Our course text explains that, “By developing an intercultural orientation, a teacher is more likely to meet the needs of all students, regardless of linguistic and cultural background” (Brantley, 2007). To develop that orientation, teachers need to understand their own cultures and how they may interfere with their ability to creating a welcoming environment. Answer the following questions concerning the aspects of your culture and explain how your answers could enhance or interfere with your ability to teach students from a dissimilar culture. •What is the hierarchical structure of your family? Who’s in charge? How does gender impact the roles of family members? •What is the primary language spoken at home? •What holidays and customs do you celebrate? •What religious beliefs are held by your family? Are there specific restrictions you observe? •What literacy traditions are held by your family? Are you readers? •What type of educational support did you or do you have in your home? What are your educational experiences? •What is appropriate behavior for children at school? Do socially acceptable behaviors vary according to gender in your culture? Is being on time a practiced behavior? •What foods do you eat? Do you wear traditional clothing? Does your culture have restrictions regarding food or dress? •Who is responsible for discipline in your culture? What rules of behavior are consistent in your home or culture?

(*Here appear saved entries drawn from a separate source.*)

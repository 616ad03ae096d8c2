use std::fs::OpenOptions;
use std::path::PathBuf;
use std::sync::Mutex;

use anyhow::{Context, Result};
use chrono::NaiveDate;
use clap::{Parser, Subcommand, ValueEnum};
use tracing_subscriber::{layer::SubscriberExt, util::SubscriberInitExt, EnvFilter};

use hallboard_core::{AppConfig, ScrollMode};

mod commands;

#[derive(Parser)]
#[command(name = "hallboard")]
#[command(author, version, about = "A meeting-room status board for the terminal")]
struct Cli {
    #[command(subcommand)]
    command: Option<Commands>,

    /// Use this config file instead of the default location
    #[arg(short = 'c', long = "config", global = true)]
    config: Option<PathBuf>,
}

#[derive(Subcommand)]
enum Commands {
    /// Start the board (default)
    Run {
        /// Meeting list presentation
        #[arg(short = 'm', long, value_enum)]
        mode: Option<ModeArg>,
        /// Use the basic carousel that rotates one card at a time
        #[arg(long)]
        no_enhanced: bool,
        /// Initial room status: available, engaged or upcoming
        #[arg(short = 's', long)]
        status: Option<String>,
        /// Cycle through the statuses on a timer
        #[arg(long)]
        demo: bool,
    },
    /// Convert a Gregorian date to the Hijri calendar
    Hijri {
        /// Date as YYYY-MM-DD (defaults to today)
        #[arg(short = 'd', long)]
        date: Option<NaiveDate>,
        /// Print JSON instead of text
        #[arg(long)]
        json: bool,
    },
    /// List the meetings the board shows
    Meetings,
    /// Show the config file location and effective settings
    Config {
        /// Write the default configuration if no config file exists
        #[arg(long)]
        init: bool,
    },
}

#[derive(Clone, Copy, ValueEnum)]
enum ModeArg {
    Table,
    Carousel,
}

impl From<ModeArg> for ScrollMode {
    fn from(mode: ModeArg) -> Self {
        match mode {
            ModeArg::Table => ScrollMode::Table,
            ModeArg::Carousel => ScrollMode::Carousel,
        }
    }
}

/// Initialize logging. While the board owns the terminal, log lines go to a
/// file in the data directory; otherwise to stderr.
fn init_logging(config: &AppConfig, to_file: bool) -> Result<()> {
    let filter = EnvFilter::try_from_default_env()
        .unwrap_or_else(|_| EnvFilter::new(&config.general.log_level));

    if to_file {
        let data_dir = config.data_dir();
        std::fs::create_dir_all(&data_dir)
            .with_context(|| format!("creating data directory {}", data_dir.display()))?;
        let log_path = config.log_path();
        let file = OpenOptions::new()
            .create(true)
            .append(true)
            .open(&log_path)
            .with_context(|| format!("opening log file {}", log_path.display()))?;

        tracing_subscriber::registry()
            .with(filter)
            .with(
                tracing_subscriber::fmt::layer()
                    .with_target(false)
                    .with_ansi(false)
                    .with_writer(Mutex::new(file)),
            )
            .init();
    } else {
        tracing_subscriber::registry()
            .with(filter)
            .with(
                tracing_subscriber::fmt::layer()
                    .with_target(false)
                    .with_writer(std::io::stderr),
            )
            .init();
    }

    Ok(())
}

fn main() -> Result<()> {
    let cli = Cli::parse();

    // Load configuration
    let config = match &cli.config {
        Some(path) => AppConfig::load_from(path)
            .with_context(|| format!("loading config from {}", path.display()))?,
        None => AppConfig::load().context("loading config")?,
    };

    let command = cli.command.unwrap_or(Commands::Run {
        mode: None,
        no_enhanced: false,
        status: None,
        demo: false,
    });

    init_logging(&config, matches!(command, Commands::Run { .. }))?;

    // Handle commands
    match command {
        Commands::Run {
            mode,
            no_enhanced,
            status,
            demo,
        } => {
            let options = commands::run::RunOptions {
                mode: mode.map(ScrollMode::from),
                no_enhanced,
                status,
                demo,
            };
            commands::run::run(config, options)
        }
        Commands::Hijri { date, json } => commands::hijri::run(date, json),
        Commands::Meetings => commands::meetings::run(&config),
        Commands::Config { init } => commands::config::run(&config, cli.config.as_deref(), init),
    }
}
//! L3 Molecular Layer: Auto-scroll controller
//!
//! Combines the item ring, a motion and the frame timing into the endless
//! scrolling loop of the meeting list. Call `frame()` once per animation
//! frame; it advances the offset, rotates items that scrolled out and reports
//! the offset to draw with.

use std::time::Duration;

use tracing::{debug, warn};

use super::config::{ScrollConfig, ScrollConfigExt};
use super::motion::{LayoutInput, MotionKind, ScrollMotion};
use super::ring::ItemRing;
use super::timing::frame_delta;

/// Why a scroller is paused
#[derive(Debug, Clone, Copy, PartialEq, Eq)]
pub enum PauseReason {
    /// Pointer hovering or keyboard focus on the region; lasts until it leaves
    Manual,
    /// Wheel, click or navigation; lifts by itself at `resume_at`
    Interaction { resume_at: Duration },
}

/// Playback state of a scroller
#[derive(Debug, Clone, Copy, PartialEq, Eq)]
pub enum Playback {
    /// Not started, or too few items to scroll; rendered statically
    Static,
    Running,
    Paused(PauseReason),
    /// Host region removed; never runs again
    Detached,
}

/// Mutable scroll state, owned by one scroller
#[derive(Debug, Clone, PartialEq)]
pub struct ScrollState {
    /// Distance the front item has scrolled out, in px. `0 <= offset < item_extent`
    /// after every frame.
    pub offset: f64,
    pub item_extent: f64,
    pub playback: Playback,
    /// Monotonic timestamp of the previous frame
    pub last_frame: Option<Duration>,
}

/// What a frame did
#[derive(Debug, Clone, Copy, PartialEq)]
pub struct FrameOutcome {
    /// Items moved from the front to the back
    pub rotations: u64,
    /// Offset to translate the list by
    pub offset: f64,
}

/// Endless auto-scrolling list
#[derive(Debug)]
pub struct AutoScroller<T> {
    ring: ItemRing<T>,
    state: ScrollState,
    motion: Box<dyn ScrollMotion>,
    visible: usize,
    viewport_extent: f64,
    grace: Duration,
    config: ScrollConfig,
}

impl<T: Clone> AutoScroller<T> {
    /// Create a scroller over `items`, materialized for a window of `visible`
    /// items. The scroller is static until `start()`.
    pub fn new(
        items: Vec<T>,
        visible: usize,
        motion: Box<dyn ScrollMotion>,
        config: &ScrollConfig,
    ) -> Self {
        let ring = ItemRing::new(items, visible);
        let item_extent = config.sanitize_extent(None);
        Self {
            ring,
            state: ScrollState {
                offset: 0.0,
                item_extent,
                playback: Playback::Static,
                last_frame: None,
            },
            motion,
            visible,
            viewport_extent: item_extent * visible as f64,
            grace: config.interaction_grace(),
            config: config.clone(),
        }
    }

    /// Start scrolling. Fewer than two source items leaves the list static.
    pub fn start(&mut self, now: Duration) -> bool {
        if self.state.playback == Playback::Detached {
            return false;
        }
        if self.ring.source_len() < 2 {
            debug!(
                "Auto-scroll disabled: {} item(s) to show",
                self.ring.source_len()
            );
            self.state.playback = Playback::Static;
            return false;
        }
        self.state.playback = Playback::Running;
        self.state.last_frame = Some(now);
        self.relayout();
        true
    }

    /// Advance one animation frame
    pub fn frame(&mut self, now: Duration) -> FrameOutcome {
        match self.state.playback {
            Playback::Running => {}
            Playback::Paused(PauseReason::Interaction { resume_at }) if now >= resume_at => {
                debug!("Interaction pause over, resuming auto-scroll");
                self.resume_at(now);
                return self.idle_outcome();
            }
            _ => return self.idle_outcome(),
        }

        let elapsed = frame_delta(self.state.last_frame, now);
        self.state.last_frame = Some(now);

        let extent = self.state.item_extent;
        let advanced = self.motion.advance(elapsed, extent);
        if advanced.is_finite() && advanced > 0.0 {
            self.state.offset += advanced;
        } else if advanced != 0.0 {
            warn!("Dropping unusable scroll distance {}", advanced);
        }

        let rotations = self.wrap(extent);
        FrameOutcome {
            rotations,
            offset: self.state.offset,
        }
    }

    /// Fold whole items out of the offset, rotating the ring to match.
    /// Leaves `0 <= offset < extent`.
    fn wrap(&mut self, extent: f64) -> u64 {
        if !self.state.offset.is_finite() || self.state.offset < 0.0 {
            warn!("Scroll offset {} out of range, resetting", self.state.offset);
            self.state.offset = 0.0;
            return 0;
        }
        if self.state.offset < extent {
            return 0;
        }

        let wraps = (self.state.offset / extent).floor();
        self.state.offset %= extent;
        // The ring holds whole copies of the source, so only the remainder matters
        let len = self.ring.len();
        if len > 0 && wraps.is_finite() {
            self.ring.rotate_by((wraps % len as f64) as usize);
        }
        wraps as u64
    }

    /// Pointer entered the region
    pub fn pointer_enter(&mut self) {
        self.pause_manual();
    }

    /// Pointer left the region
    pub fn pointer_leave(&mut self, now: Duration) {
        self.resume_manual(now);
    }

    /// Keyboard focus moved into the region
    pub fn focus_in(&mut self) {
        self.pause_manual();
    }

    /// Keyboard focus left the region
    pub fn focus_out(&mut self, now: Duration) {
        self.resume_manual(now);
    }

    /// Wheel, touch, pointer-down or navigation key. Pauses until the grace
    /// period passes without further interaction. A manual pause wins.
    pub fn interact(&mut self, now: Duration) {
        match self.state.playback {
            Playback::Running | Playback::Paused(PauseReason::Interaction { .. }) => {
                self.state.playback = Playback::Paused(PauseReason::Interaction {
                    resume_at: now + self.grace,
                });
            }
            Playback::Paused(PauseReason::Manual) | Playback::Static | Playback::Detached => {}
        }
    }

    /// Step one item forward or back by hand. Counts as an interaction.
    pub fn step(&mut self, forward: bool, now: Duration) {
        if !self.is_active() {
            return;
        }
        if forward {
            self.ring.rotate();
        } else {
            self.ring.rotate_back();
        }
        self.state.offset = 0.0;
        self.interact(now);
    }

    /// Re-initialize after the viewport changed. An unusable measured extent
    /// falls back to the configured default. Layout failures of the motion
    /// are logged and the previous layout is kept.
    pub fn resize(
        &mut self,
        measured_extent: Option<f64>,
        visible: usize,
        viewport_extent: f64,
        now: Duration,
    ) {
        let extent = self.config.sanitize_extent(measured_extent);
        if measured_extent != Some(extent) {
            debug!(
                "Item extent {:?} unusable, using {}",
                measured_extent, extent
            );
        }

        self.state.item_extent = extent;
        self.state.offset = 0.0;
        self.visible = visible;
        self.viewport_extent = viewport_extent;
        if self.ring.ensure_window(visible) {
            debug!("Item ring grown to {} for {} visible", self.ring.len(), visible);
        }

        if self.is_active() {
            self.state.last_frame = Some(now);
            self.motion.reset();
            self.relayout();
        }
    }

    /// Stop for good; the host region is gone
    pub fn detach(&mut self) {
        self.state.playback = Playback::Detached;
        self.state.last_frame = None;
    }

    /// Monotonic time at which this scroller next needs a frame
    pub fn next_wakeup(&self, now: Duration) -> Option<Duration> {
        match self.state.playback {
            Playback::Running => Some(now),
            Playback::Paused(PauseReason::Interaction { resume_at }) => Some(resume_at),
            _ => None,
        }
    }

    #[inline]
    pub fn state(&self) -> &ScrollState {
        &self.state
    }

    #[inline]
    pub fn playback(&self) -> Playback {
        self.state.playback
    }

    #[inline]
    pub fn offset(&self) -> f64 {
        self.state.offset
    }

    #[inline]
    pub fn item_extent(&self) -> f64 {
        self.state.item_extent
    }

    pub fn is_running(&self) -> bool {
        self.state.playback == Playback::Running
    }

    pub fn is_paused(&self) -> bool {
        matches!(self.state.playback, Playback::Paused(_))
    }

    /// Running or paused, i.e. started and not detached
    pub fn is_active(&self) -> bool {
        self.is_running() || self.is_paused()
    }

    pub fn motion_kind(&self) -> MotionKind {
        self.motion.kind()
    }

    pub fn items(&self) -> &ItemRing<T> {
        &self.ring
    }

    /// Items in display order, enough to fill the window plus the one
    /// partially scrolled in
    pub fn visible_items(&self) -> impl Iterator<Item = &T> {
        self.ring.window(self.visible + 1)
    }

    pub fn visible(&self) -> usize {
        self.visible
    }

    fn pause_manual(&mut self) {
        if matches!(
            self.state.playback,
            Playback::Running | Playback::Paused(PauseReason::Interaction { .. })
        ) {
            self.state.playback = Playback::Paused(PauseReason::Manual);
        }
    }

    fn resume_manual(&mut self, now: Duration) {
        if self.state.playback == Playback::Paused(PauseReason::Manual) {
            self.resume_at(now);
        }
    }

    /// Back to running without counting the paused time as scroll distance
    fn resume_at(&mut self, now: Duration) {
        self.state.playback = Playback::Running;
        self.state.last_frame = Some(now);
        self.motion.reset();
    }

    fn idle_outcome(&self) -> FrameOutcome {
        FrameOutcome {
            rotations: 0,
            offset: self.state.offset,
        }
    }

    fn relayout(&mut self) {
        let input = LayoutInput {
            item_extent: self.state.item_extent,
            item_count: self.ring.len(),
            viewport_extent: self.viewport_extent,
        };
        if let Err(e) = self.motion.relayout(&input) {
            warn!("Scroll layout rebuild failed, keeping previous layout: {}", e);
        }
    }
}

Anthropologist Edward B, Tylor stated in his most famous book, Primitive Culture that the aspects of culture consisted of “knowledge, belief, art, law, morals, custom and any other capabilities and habits acquired by man as a member of society." (Tylor, 1903, p. 4)
•What is the hierarchical structure of your family? Who’s in charge? How does gender impact the roles of family members?
This question is hard to answer because not all families are a nuclear family. My family is spread around the world. My mother is in the United Arab Emirates and she is the bread winning, while her husband sleeps all day.
In my own little family, my husband is in one country while my son and I are in another. Both my husband and I work and gender roles do not impact our family contrasted to popular Arab belief. In Arab cultures I have been told that I needed to stay home and take care of the house and family while my husband worked. I refused because I have seen my mother work to the bone day and night and this role has impacted me as a child.
•What is the primary language spoken at home?